Other literature supports the idea that inpatient and home-based/shelter-based palliative care at public hospitals can fulfill a gap in care and address unique needs in these populations.19,22,42
These services can help providers attend to the “welcomeness” perceived by patients, the great interpersonal needs, and preparing for a relatively prolonged dying process in comparison to conceptual expectations of death. Having interdisciplinary palliative care services in these settings can facilitate more personal, less rushed communication with these patients, who may view the hospital staff as a more significant part of their end-of-life experience than the general population.
Our study has limitations. First, we focused on the English-speaking subset as a starting point, but non-English speakers are a significant segment of the urban underserved and face distinct barriers to communication and provision of care. Second, caregiver and provider perspectives were not elicited and are important aspects of end-of-life care. Future studies should include the experiences of non-English–speaking patients, providers and caregivers to further understand cross-cultural and multiperspective aspects of end-of-life care. Additionally, our study enrolled more men than women for unclear reasons. Although the public hospital reports serving equal numbers of men and women (of all languages36
), it may be that the English-speaking population or patients with serious illness at this hospital are predominantly male. Nevertheless, our study sufficiently represented women. Finally, our study was conducted at one location, which limits the diversity of end-of-life experiences that are represented. Larger studies at more locations are needed to confirm our findings. Our results could be used to design surveys or patient satisfaction instruments that are sensitive to the needs of the subset of underserved populations represented in this study.
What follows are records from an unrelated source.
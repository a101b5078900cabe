//! Error taxonomy for the discovery cache and its sources.

use crate::discovery::SourceKind;

pub type Result<T, E = DiscoveryError> = std::result::Result<T, E>;

#[derive(Debug, thiserror::Error)]
pub enum DiscoveryError {
    /// Source kept answering 429 after every retry.
    #[error("rate limited by {endpoint} after {attempts} attempts")]
    RateLimited { endpoint: String, attempts: u32 },

    /// Non-2xx response, undecodable body, or a GraphQL `errors` array.
    #[error("upstream error{}: {message}", .status.map(|s| format!(" ({})", s)).unwrap_or_default())]
    Upstream { status: Option<u16>, message: String },

    #[error("request to {endpoint} timed out after {secs}s")]
    Timeout { endpoint: String, secs: u64 },

    /// A single record could not be decoded. Absorbed by sync loops.
    #[error("malformed record: {0}")]
    MalformedRecord(String),

    #[error("not found: {0}")]
    NotFound(String),

    #[error("configuration error: {0}")]
    Config(String),

    #[error("database error: {0}")]
    Database(#[from] rusqlite::Error),

    #[error("connection pool error: {0}")]
    Pool(#[from] r2d2::Error),

    /// Every source in the cascade failed; the cache was left untouched.
    #[error("all sync sources failed: {}", format_failures(.0))]
    AllSourcesFailed(Vec<(SourceKind, String)>),
}

impl DiscoveryError {
    pub fn upstream(status: Option<u16>, message: impl Into<String>) -> Self {
        DiscoveryError::Upstream { status, message: message.into() }
    }

    /// Timeouts count as upstream failures for fallback purposes.
    pub fn is_upstream(&self) -> bool {
        matches!(
            self,
            DiscoveryError::Upstream { .. }
                | DiscoveryError::Timeout { .. }
                | DiscoveryError::RateLimited { .. }
        )
    }
}

pub(crate) fn format_failures(failures: &[(SourceKind, String)]) -> String {
    if failures.is_empty() {
        return "no source configured".to_string();
    }
    failures
        .iter()
        .map(|(kind, err)| format!("{}: {}", kind, err))
        .collect::<Vec<_>>()
        .join("; ")
}

#[cfg(test)]
mod tests {
    use super::*;

    #[test]
    fn test_aggregate_message_lists_every_source() {
        let err = DiscoveryError::AllSourcesFailed(vec![
            (SourceKind::Graph, "upstream error (500): boom".to_string()),
            (SourceKind::Rest, "rate limited by api after 5 attempts".to_string()),
        ]);
        let msg = err.to_string();
        assert!(msg.contains("graph: upstream error (500): boom"));
        assert!(msg.contains("rest: rate limited"));
    }

    #[test]
    fn test_upstream_classification() {
        assert!(DiscoveryError::upstream(Some(502), "bad gateway").is_upstream());
        assert!(DiscoveryError::Timeout { endpoint: "x".into(), secs: 30 }.is_upstream());
        assert!(!DiscoveryError::MalformedRecord("bad".into()).is_upstream());
    }
}
//! Host architecture rules used by struct/array layout (§4.3, §4.7.1).
//!
//! `CompleteStruct` and constant-buffer allocation both need pointer size
//! and alignment for the target the compiler itself runs on; cross
//! compilation is out of scope, so "current" is the only target modeled.

use std::fmt;

#[derive(Debug, Clone, Copy, PartialEq, Eq, Hash)]
pub enum Platform {
    Linux,
    MacOS,
    Windows,
}

#[derive(Debug, Clone, Copy, PartialEq, Eq, Hash)]
pub enum Arch {
    X64,
    Arm64,
}

impl Platform {
    pub fn current() -> Self {
        #[cfg(target_os = "linux")]
        return Platform::Linux;
        #[cfg(target_os = "macos")]
        return Platform::MacOS;
        #[cfg(target_os = "windows")]
        return Platform::Windows;
        #[cfg(not(any(target_os = "linux", target_os = "macos", target_os = "windows")))]
        compile_error!("unsupported host platform");
    }
}

impl Arch {
    pub fn current() -> Self {
        #[cfg(target_arch = "x86_64")]
        return Arch::X64;
        #[cfg(target_arch = "aarch64")]
        return Arch::Arm64;
        #[cfg(not(any(target_arch = "x86_64", target_arch = "aarch64")))]
        compile_error!("unsupported host architecture");
    }

    /// Pointer size in bytes, and its natural alignment (pointers are
    /// self-aligned on every target this compiler runs on).
    pub fn pointer_size(self) -> u32 {
        8
    }
}

impl fmt::Display for Platform {
    fn fmt(&self, f: &mut fmt::Formatter<'_>) -> fmt::Result {
        let s = match self {
            Platform::Linux => "linux",
            Platform::MacOS => "macos",
            Platform::Windows => "windows",
        };
        write!(f, "{s}")
    }
}

/// The layout rules `CompleteStruct` (§4.3) applies to a field list:
/// align-forward each field to its own alignment, then pad the trailing
/// size up to the struct's own (max-field) alignment.
#[derive(Debug, Clone, Copy)]
pub struct Layout {
    pub size: u32,
    pub alignment: u32,
}

impl Layout {
    pub const fn scalar(size: u32) -> Self {
        Layout { size, alignment: size }
    }

    fn align_forward(offset: u32, alignment: u32) -> u32 {
        debug_assert!(alignment.is_power_of_two());
        (offset + alignment - 1) & !(alignment - 1)
    }

    /// Lays out `fields` in declaration order, returning each field's byte
    /// offset alongside the struct's own total `Layout`.
    pub fn of_fields(fields: impl IntoIterator<Item = Layout>) -> (Vec<u32>, Layout) {
        let mut offsets = Vec::new();
        let mut cursor = 0u32;
        let mut max_align = 1u32;
        for field in fields {
            let offset = Self::align_forward(cursor, field.alignment);
            offsets.push(offset);
            cursor = offset + field.size;
            max_align = max_align.max(field.alignment);
        }
        let size = Self::align_forward(cursor, max_align);
        (offsets, Layout { size, alignment: max_align })
    }
}

/// Computes the [`Layout`] of an arbitrary [`TypeHandle`] on the current
/// host architecture (§4.3's `CompleteStruct`, §4.7.1's constant-buffer
/// allocation). A `Struct`/`Enum` that hasn't reached
/// [`super::completion::Completeness::Complete`] contributes a zero-sized
/// placeholder layout rather than recursing — the only field shape that
/// can legally reference an incomplete identity is a pointer to it, which
/// never needs the pointee's layout.
pub fn layout_of(ty: &super::TypeHandle) -> Layout {
    use super::interner::{Primitive, Type};

    match &**ty {
        Type::Primitive(p) => Layout::scalar(p.size()),
        Type::Ptr(_) | Type::BufPtr(_) => Layout::scalar(Arch::current().pointer_size()),
        Type::Arr(elem, n) => {
            let elem_layout = layout_of(elem);
            let stride = Layout::align_forward(elem_layout.size, elem_layout.alignment);
            Layout { size: stride * (*n as u32), alignment: elem_layout.alignment }
        }
        Type::ArrUnknown(_) | Type::Slice(_) => {
            // Fat pointer: data pointer + length.
            Layout::scalar(Arch::current().pointer_size() * 2)
        }
        Type::Tuple(ts) => Layout::of_fields(ts.iter().map(layout_of)).1,
        Type::Variant(ts) => {
            let tag = Layout::scalar(Arch::current().pointer_size());
            let payload = ts.iter().map(layout_of).fold(Layout::scalar(0), |acc, l| Layout {
                size: acc.size.max(l.size),
                alignment: acc.alignment.max(l.alignment),
            });
            Layout::of_fields([tag, payload]).1
        }
        Type::Func { .. } => Layout::scalar(Arch::current().pointer_size()),
        Type::Range(inner) => Layout::of_fields([layout_of(inner), layout_of(inner)]).1,
        Type::Scope(_) => Layout::scalar(Arch::current().pointer_size()),
        Type::Struct(s) => {
            let s = s.lock().unwrap();
            s.layout.unwrap_or(Layout { size: 0, alignment: 1 })
        }
        Type::Enum(_) => Layout::scalar(Primitive::I64.size()),
    }
}

#[cfg(test)]
mod tests {
    use super::*;

    #[test]
    fn struct_layout_pads_trailing_field_to_max_alignment() {
        let (offsets, layout) = Layout::of_fields([Layout::scalar(1), Layout::scalar(8)]);
        assert_eq!(offsets, vec![0, 8]);
        assert_eq!(layout.size, 16);
        assert_eq!(layout.alignment, 8);
    }

    #[test]
    fn pointer_sized_struct_has_pointer_layout() {
        let arch = Arch::current();
        let (offsets, layout) = Layout::of_fields([Layout::scalar(arch.pointer_size())]);
        assert_eq!(offsets, vec![0]);
        assert_eq!(layout.size, arch.pointer_size());
    }
}
//! Parameter matching and dispatch-table expansion over sum types (§4.5).

use icarus_ast::NodeId;

use crate::types::lattice::meet;
use crate::types::{Type, TypeHandle, TypeInterner};

#[derive(Debug, Clone)]
pub struct FormalParam {
    pub name: String,
    pub ty: TypeHandle,
    pub has_default: bool,
}

#[derive(Debug, Clone, Copy)]
pub enum ArgSource {
    Positional(usize),
    Named,
    Default,
}

#[derive(Debug, Clone)]
pub struct Binding {
    pub callee: NodeId,
    /// One entry per formal parameter, in declaration order.
    pub per_param: Vec<(TypeHandle, ArgSource)>,
}

#[derive(Debug, Clone)]
pub enum MatchError {
    MissingArgument { param: String },
    UnknownNamedArgument { arg_name: String },
}

/// §4.5 step 1: "Match positional args to the leading parameters; match
/// named args to remaining; default the rest. Fail if any non-default
/// parameter is unmatched or any named arg is unknown."
///
/// This only performs the *shape* match (which formal slot each argument
/// fills); whether the argument's type actually fits the formal type is
/// `Meet`'s job (step 2, driven by the generic instantiator for
/// dependent parameters and inline here for monomorphic ones).
pub fn match_argument_shape(
    params: &[FormalParam],
    positional: &[NodeId],
    named: &[(String, NodeId)],
) -> Result<Vec<(TypeHandle, ArgSource)>, MatchError> {
    let mut per_param = vec![None; params.len()];

    for (i, arg) in positional.iter().enumerate() {
        if let Some(p) = per_param.get_mut(i) {
            *p = Some((params[i].ty.clone(), ArgSource::Positional(i)));
        }
        let _ = arg;
    }

    for (name, _) in named {
        let index = params.iter().position(|p| &p.name == name);
        match index {
            Some(i) if i >= positional.len() => {
                per_param[i] = Some((params[i].ty.clone(), ArgSource::Named));
            }
            Some(_) => {
                // Named argument re-targets an already-positionally-filled
                // slot: the call is malformed the same way an unknown name
                // is, from the callee's point of view.
                return Err(MatchError::UnknownNamedArgument { arg_name: name.clone() });
            }
            None => return Err(MatchError::UnknownNamedArgument { arg_name: name.clone() }),
        }
    }

    let mut result = Vec::with_capacity(params.len());
    for (i, slot) in per_param.into_iter().enumerate() {
        match slot {
            Some(filled) => result.push(filled),
            None if params[i].has_default => result.push((params[i].ty.clone(), ArgSource::Default)),
            None => return Err(MatchError::MissingArgument { param: params[i].name.clone() }),
        }
    }
    Ok(result)
}

/// One candidate callee together with its formal parameter types, ready
/// for dispatch-table expansion.
#[derive(Debug, Clone)]
pub struct CandidateBinding {
    pub callee: NodeId,
    pub formal_types: Vec<TypeHandle>,
}

#[derive(Debug, Clone)]
pub enum DispatchError {
    UncoveredCombination(Vec<TypeHandle>),
    AmbiguousDispatch(Vec<TypeHandle>),
}

#[derive(Debug)]
pub struct DispatchTable {
    /// One entry per covered concrete-type combination.
    pub entries: Vec<(Vec<TypeHandle>, NodeId)>,
}

impl DispatchTable {
    /// §4.5 "Emission": a single binding means the comparator chain can
    /// be skipped entirely.
    pub fn is_trivial(&self) -> bool {
        self.entries.len() <= 1
    }
}

fn variant_members(ty: &TypeHandle) -> Vec<TypeHandle> {
    match &**ty {
        Type::Variant(ts) => ts.clone(),
        _ => vec![ty.clone()],
    }
}

/// Cartesian product of each argument's variant members, in argument
/// order. A non-variant argument contributes exactly one "choice".
fn cartesian_product(arg_types: &[TypeHandle]) -> Vec<Vec<TypeHandle>> {
    let mut combinations = vec![Vec::new()];
    for arg_type in arg_types {
        let members = variant_members(arg_type);
        let mut next = Vec::with_capacity(combinations.len() * members.len());
        for combo in &combinations {
            for member in &members {
                let mut extended = combo.clone();
                extended.push(member.clone());
                next.push(extended);
            }
        }
        combinations = next;
    }
    combinations
}

/// §4.5 "Dispatch table expansion": builds the Cartesian product of
/// variant-typed arguments, and requires exactly one candidate binding to
/// accept each combination via `Meet`.
pub struct DispatchTableBuilder;

impl DispatchTableBuilder {
    pub fn build(
        interner: &TypeInterner,
        candidates: &[CandidateBinding],
        arg_types: &[TypeHandle],
    ) -> Result<DispatchTable, DispatchError> {
        let combinations = cartesian_product(arg_types);
        let mut entries = Vec::with_capacity(combinations.len());

        for combination in combinations {
            let mut matches: Vec<NodeId> = Vec::new();
            for candidate in candidates {
                if candidate.formal_types.len() != combination.len() {
                    continue;
                }
                let accepts = candidate
                    .formal_types
                    .iter()
                    .zip(&combination)
                    .all(|(formal, arg)| meet(interner, arg, formal).is_some());
                if accepts {
                    matches.push(candidate.callee);
                }
            }
            match matches.as_slice() {
                [] => return Err(DispatchError::UncoveredCombination(combination)),
                [only] => entries.push((combination, *only)),
                _ => return Err(DispatchError::AmbiguousDispatch(combination)),
            }
        }

        Ok(DispatchTable { entries })
    }
}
In conclusion, when caring for underserved inpatients at end-of-life, providers must consider the ways in which difficult histories influence the patient experience. Although each end-of-life experience is unique, there are established “universal” components of a quality death.25
Underserved patients may require more intensive, tailored approaches to care given prolific difficult life events and minimal social support. Good communication, attention to patients' specific preferences and inpatient/home-based palliative care services in public hospitals may improve the experience for marginalized patients with serious illness.